The exploratory tunnel allowed the establishment of a reliable geological model and enabled the in-situ geotechnical testing (core drilling, geophysical surveys, extensometers). The geodetic measurements of the 3D displacements during the exploratory tunnel construction improved the knowledge of the rock mass behaviour and its response to the tunnel excavation.
Beside all the information that contributed to the successful execution of the main tunnel, the exploration gallery enabled the observations of the rock mass - support system behaviour ahead of the face of the main tunnel during the execution of the main tunnel.
3.2 PERFORMANCE OF GEODETIC MEASUREMENTS
Continuous measurements of the primary lining were performed in both tubes of the exploratory tunnel. When the left tube of the main tunnel was approaching the intersection of the cross-passage and left tube of the exploratory tunnel (chainage km 1.3+97), the geodetic measurements of the targets were performed once a day
in cross-passage, perpendicular to the main tunnel axis. These results improved the knowledge on the rock mass behaviour perpendicular to the tunnel axis.
The monitored sections are marked with a blue dotted line in Fig. 10. The lengths of the monitored sections and the number of the measuring profiles are given in Table 1.
Table 1. Chainages, lengths and number of measuring profilein monitored tunnel sections.
	chainage	section length [m]	measuring profiles
right tube	km 1.2+57 - km 1.3+32	75	37
cross-passage	km 0+20 - km 0+40	20	9
left tube	km 1.3+97 - km 1.5+44	147	72
The geodetic prisms were installed in the primary lining of the exploratory tunnel every two meters in the crown and every six meters on both side walls and ground along the tunnel axis. The 3D positions of the targets in the lining of the exploratory tunnel in front of the main tunnel face were recorded every hour by precise electronic tachymeter LEICA TCRP 1201R300.

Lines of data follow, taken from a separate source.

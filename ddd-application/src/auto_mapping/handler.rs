use super::action::ObjectCreationAction;
use super::constructor::ConstructibleAggregate;
use super::mapped_command::MappedCommand;
use crate::{command_handler::CommandHandler, context::AppContext, error::AppError};
use async_trait::async_trait;
use ddd_domain::persist::AggregateRepository;
use std::marker::PhantomData;
use std::sync::Arc;

/// 自动映射的命令处理器
///
/// 对每个到达的创建类命令构建一次 `ObjectCreationAction` 并执行，
/// 可直接注册到命令总线：
///
/// ```ignore
/// let handler = AutoMappedCommandHandler::<Account, _>::new(repo.clone());
/// bus.register::<OpenAccount, _>(Arc::new(handler))?;
/// ```
pub struct AutoMappedCommandHandler<A, R> {
    repository: Arc<R>,
    _marker: PhantomData<fn() -> A>,
}

impl<A, R> AutoMappedCommandHandler<A, R> {
    pub fn new(repository: Arc<R>) -> Self {
        Self {
            repository,
            _marker: PhantomData,
        }
    }
}

impl<A, R> Clone for AutoMappedCommandHandler<A, R> {
    fn clone(&self) -> Self {
        Self::new(Arc::clone(&self.repository))
    }
}

#[async_trait]
impl<A, R, C> CommandHandler<C> for AutoMappedCommandHandler<A, R>
where
    A: ConstructibleAggregate,
    R: AggregateRepository<A> + 'static,
    C: MappedCommand,
{
    async fn handle(&self, ctx: &AppContext, cmd: C) -> Result<(), AppError> {
        let action = ObjectCreationAction::<A, R, C>::builder()
            .repository(Arc::clone(&self.repository))
            .command(cmd)
            .build()?;

        action.execute(ctx).await?;
        Ok(())
    }
}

3.3 RESULTS OF 3D DISPLACEMENT MEASUREMENTS
The magnitude of the measured displacements was in range from a few millimeters to almost 35 cm. The maximum observed displacements in each direction are given in Table 2.
Figure 11a. Electronic tachymeter and geodetic prisms installed in the primary lining and on the bottom of the exploration gallery.
Figure 11b. Position of the exploratory tunnel on the double lane tunnel top heading face.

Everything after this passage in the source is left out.